How are unemployment benefits calculated, and where do I file?
The monthly benefit = 60% × the average unemployment-insurance salary of the last 6 months before leaving. Contributing 12–36 months earns 3 months of benefit; each additional 12 months adds 1 month, up to 12. You must file at the Employment Service Center within 3 months of the contract ending, with the termination decision and finalized social-insurance book. Missing the 3-month window forfeits this round's benefit.
What documents should I collect from the company when I leave?
The three most important: (1) the finalized social-insurance book — the company must return it within 14 working days; (2) the termination decision — mandatory for the unemployment claim; and (3) the tax-withholding certificate for year-end finalization. You should also clearly sign the work and asset handover records to avoid later disputes.
What's the difference between Gross and Net salary?
Gross is total pay before deducting mandatory insurance (10.5%) and personal income tax. Net is the amount you actually receive after all deductions. When you get an offer, always ask whether the figure is gross or net, because the misunderstanding can leave you 'short' several million a month versus expectations.

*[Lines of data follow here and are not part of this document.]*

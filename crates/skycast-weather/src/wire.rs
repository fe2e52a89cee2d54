//! Provider payload schema for `forecast.json`.
//!
//! Every field is optional and unknown fields are ignored: the provider has
//! added humidity, astro and hourly data over time and older payloads must
//! still parse. Only the place name and a current temperature are required.

use serde::{Deserialize, Deserializer};
use thiserror::Error;

use crate::types::{
    Astro, Condition, CurrentConditions, DayForecast, ForecastSnapshot, HourForecast, Place,
};

#[derive(Debug, Error)]
pub enum ParseError {
    #[error("Malformed JSON: {0}")]
    Json(#[from] serde_json::Error),

    #[error("Missing required field: {0}")]
    MissingField(&'static str),
}

/// Parse a provider response body into a chronologically ordered snapshot.
pub fn parse_forecast(body: &str) -> Result<ForecastSnapshot, ParseError> {
    let wire: WireForecast = serde_json::from_str(body)?;
    wire.into_snapshot()
}

/// Extract `error.message` from a provider error body, if present.
pub fn parse_error_message(body: &str) -> Option<String> {
    serde_json::from_str::<WireErrorBody>(body)
        .ok()?
        .error?
        .message
        .filter(|m| !m.is_empty())
}

#[derive(Debug, Deserialize)]
struct WireErrorBody {
    error: Option<WireErrorDetail>,
}

#[derive(Debug, Deserialize)]
struct WireErrorDetail {
    #[allow(dead_code)]
    code: Option<i64>,
    message: Option<String>,
}

#[derive(Debug, Deserialize)]
pub struct WireForecast {
    location: Option<WireLocation>,
    current: Option<WireCurrent>,
    forecast: Option<WireForecastBlock>,
}

#[derive(Debug, Deserialize)]
struct WireLocation {
    name: Option<String>,
    region: Option<String>,
    country: Option<String>,
}

#[derive(Debug, Default, Deserialize)]
struct WireCondition {
    text: Option<String>,
    icon: Option<String>,
    code: Option<i32>,
}

#[derive(Debug, Deserialize)]
struct WireCurrent {
    last_updated_epoch: Option<i64>,
    #[serde(default, deserialize_with = "lenient_f64")]
    temp_c: Option<f64>,
    #[serde(default, deserialize_with = "lenient_f64")]
    temp_f: Option<f64>,
    condition: Option<WireCondition>,
    #[serde(default, deserialize_with = "lenient_f64")]
    humidity: Option<f64>,
    #[serde(default, deserialize_with = "lenient_f64")]
    feelslike_c: Option<f64>,
    #[serde(default, deserialize_with = "lenient_f64")]
    feelslike_f: Option<f64>,
    #[serde(default, deserialize_with = "lenient_f64")]
    uv: Option<f64>,
    #[serde(default, deserialize_with = "lenient_f64")]
    pressure_mb: Option<f64>,
    #[serde(default, deserialize_with = "lenient_f64")]
    pressure_in: Option<f64>,
    #[serde(default, deserialize_with = "lenient_f64")]
    wind_kph: Option<f64>,
    #[serde(default, deserialize_with = "lenient_f64")]
    wind_mph: Option<f64>,
    wind_dir: Option<String>,
}

#[derive(Debug, Deserialize)]
struct WireForecastBlock {
    forecastday: Option<Vec<WireForecastDay>>,
}

#[derive(Debug, Deserialize)]
struct WireForecastDay {
    date_epoch: Option<i64>,
    day: Option<WireDay>,
    astro: Option<WireAstro>,
    hour: Option<Vec<WireHour>>,
}

#[derive(Debug, Deserialize)]
struct WireDay {
    #[serde(default, deserialize_with = "lenient_f64")]
    maxtemp_c: Option<f64>,
    #[serde(default, deserialize_with = "lenient_f64")]
    maxtemp_f: Option<f64>,
    #[serde(default, deserialize_with = "lenient_f64")]
    mintemp_c: Option<f64>,
    #[serde(default, deserialize_with = "lenient_f64")]
    mintemp_f: Option<f64>,
    // Older payloads send this as a string ("87").
    #[serde(default, deserialize_with = "lenient_f64")]
    daily_chance_of_rain: Option<f64>,
    condition: Option<WireCondition>,
}

#[derive(Debug, Deserialize)]
struct WireAstro {
    sunrise: Option<String>,
    sunset: Option<String>,
}

#[derive(Debug, Deserialize)]
struct WireHour {
    time_epoch: Option<i64>,
    #[serde(default, deserialize_with = "lenient_f64")]
    temp_c: Option<f64>,
    #[serde(default, deserialize_with = "lenient_f64")]
    temp_f: Option<f64>,
    condition: Option<WireCondition>,
}

/// Accepts a JSON number or a numeric string; anything else becomes `None`.
fn lenient_f64<'de, D>(deserializer: D) -> Result<Option<f64>, D::Error>
where
    D: Deserializer<'de>,
{
    let value = Option::<serde_json::Value>::deserialize(deserializer)?;
    Ok(match value {
        Some(serde_json::Value::Number(n)) => n.as_f64(),
        Some(serde_json::Value::String(s)) => s.trim().parse().ok(),
        _ => None,
    })
}

fn c_to_f(c: f64) -> f64 {
    c * 9.0 / 5.0 + 32.0
}

fn f_to_c(f: f64) -> f64 {
    (f - 32.0) * 5.0 / 9.0
}

/// Pair of Celsius/Fahrenheit values, deriving whichever side is missing.
fn temperature_pair(c: Option<f64>, f: Option<f64>) -> Option<(f64, f64)> {
    match (c, f) {
        (Some(c), Some(f)) => Some((c, f)),
        (Some(c), None) => Some((c, c_to_f(c))),
        (None, Some(f)) => Some((f_to_c(f), f)),
        (None, None) => None,
    }
}

fn percent(value: Option<f64>) -> Option<u8> {
    value.map(|v| v.round().clamp(0.0, 100.0) as u8)
}

fn condition(wire: Option<WireCondition>) -> Condition {
    let wire = wire.unwrap_or_default();
    Condition {
        text: wire.text.unwrap_or_default(),
        icon: wire.icon.unwrap_or_default(),
        code: wire.code,
    }
}

impl WireForecast {
    pub fn into_snapshot(self) -> Result<ForecastSnapshot, ParseError> {
        let location = self.location.ok_or(ParseError::MissingField("location"))?;
        let name = location
            .name
            .filter(|n| !n.is_empty())
            .ok_or(ParseError::MissingField("location.name"))?;

        let current = self.current.ok_or(ParseError::MissingField("current"))?;
        let (temp_c, temp_f) = temperature_pair(current.temp_c, current.temp_f)
            .ok_or(ParseError::MissingField("current.temp_c"))?;

        let current = CurrentConditions {
            observed_at_epoch: current.last_updated_epoch.unwrap_or_default(),
            temp_c,
            temp_f,
            condition: condition(current.condition),
            humidity_pct: percent(current.humidity),
            feels_like_c: current.feelslike_c,
            feels_like_f: current.feelslike_f,
            uv_index: current.uv,
            pressure_mb: current.pressure_mb,
            pressure_in: current.pressure_in,
            wind_kph: current.wind_kph,
            wind_mph: current.wind_mph,
            wind_direction: current.wind_dir,
        };

        let daily = self
            .forecast
            .and_then(|f| f.forecastday)
            .unwrap_or_default()
            .into_iter()
            .filter_map(WireForecastDay::into_day)
            .collect();

        let mut snapshot = ForecastSnapshot {
            location: Place {
                name,
                region: location.region.unwrap_or_default(),
                country: location.country.unwrap_or_default(),
            },
            current,
            daily,
        };
        snapshot.sort_chronologically();
        Ok(snapshot)
    }
}

impl WireForecastDay {
    fn into_day(self) -> Option<DayForecast> {
        let Some(date_epoch) = self.date_epoch else {
            tracing::debug!("Dropping forecast day without date_epoch");
            return None;
        };
        let Some(day) = self.day else {
            tracing::debug!(date_epoch, "Dropping forecast day without day summary");
            return None;
        };
        let (Some((max_c, max_f)), Some((min_c, min_f))) = (
            temperature_pair(day.maxtemp_c, day.maxtemp_f),
            temperature_pair(day.mintemp_c, day.mintemp_f),
        ) else {
            tracing::debug!(date_epoch, "Dropping forecast day without temperatures");
            return None;
        };

        let hourly = self
            .hour
            .unwrap_or_default()
            .into_iter()
            .filter_map(|h| {
                let time_epoch = h.time_epoch?;
                let (temp_c, temp_f) = temperature_pair(h.temp_c, h.temp_f)?;
                Some(HourForecast {
                    time_epoch,
                    temp_c,
                    temp_f,
                    condition: condition(h.condition),
                })
            })
            .collect();

        let astro = self
            .astro
            .map(|a| Astro {
                sunrise: a.sunrise,
                sunset: a.sunset,
            })
            .unwrap_or_default();

        Some(DayForecast {
            date_epoch,
            max_temp_c: max_c,
            max_temp_f: max_f,
            min_temp_c: min_c,
            min_temp_f: min_f,
            chance_of_rain_pct: percent(day.daily_chance_of_rain),
            condition: condition(day.condition),
            astro,
            hourly,
        })
    }
}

Should I withdraw my social insurance as a lump sum?
Be very cautious. A lump-sum withdrawal erases your contribution history and gives up the chance of a pension — income that stays with you to the end of life and is adjusted for inflation. The amount withdrawn is usually far less than the total value you and your employer contributed. Prefer reserving it to keep contributing at a new job, and treat the lump sum as a last resort.
How do I get a personal income tax refund?
You get a refund when the tax provisionally withheld during the year is more than what you actually owe — common when you leave a job mid-year, register dependents late, or have 10% withheld on casual income. To reclaim it, you complete the year-end tax finalization (yourself, or authorize your employer if you have a single income source). Register your tax code and dependents early so the correct deductions apply from the start.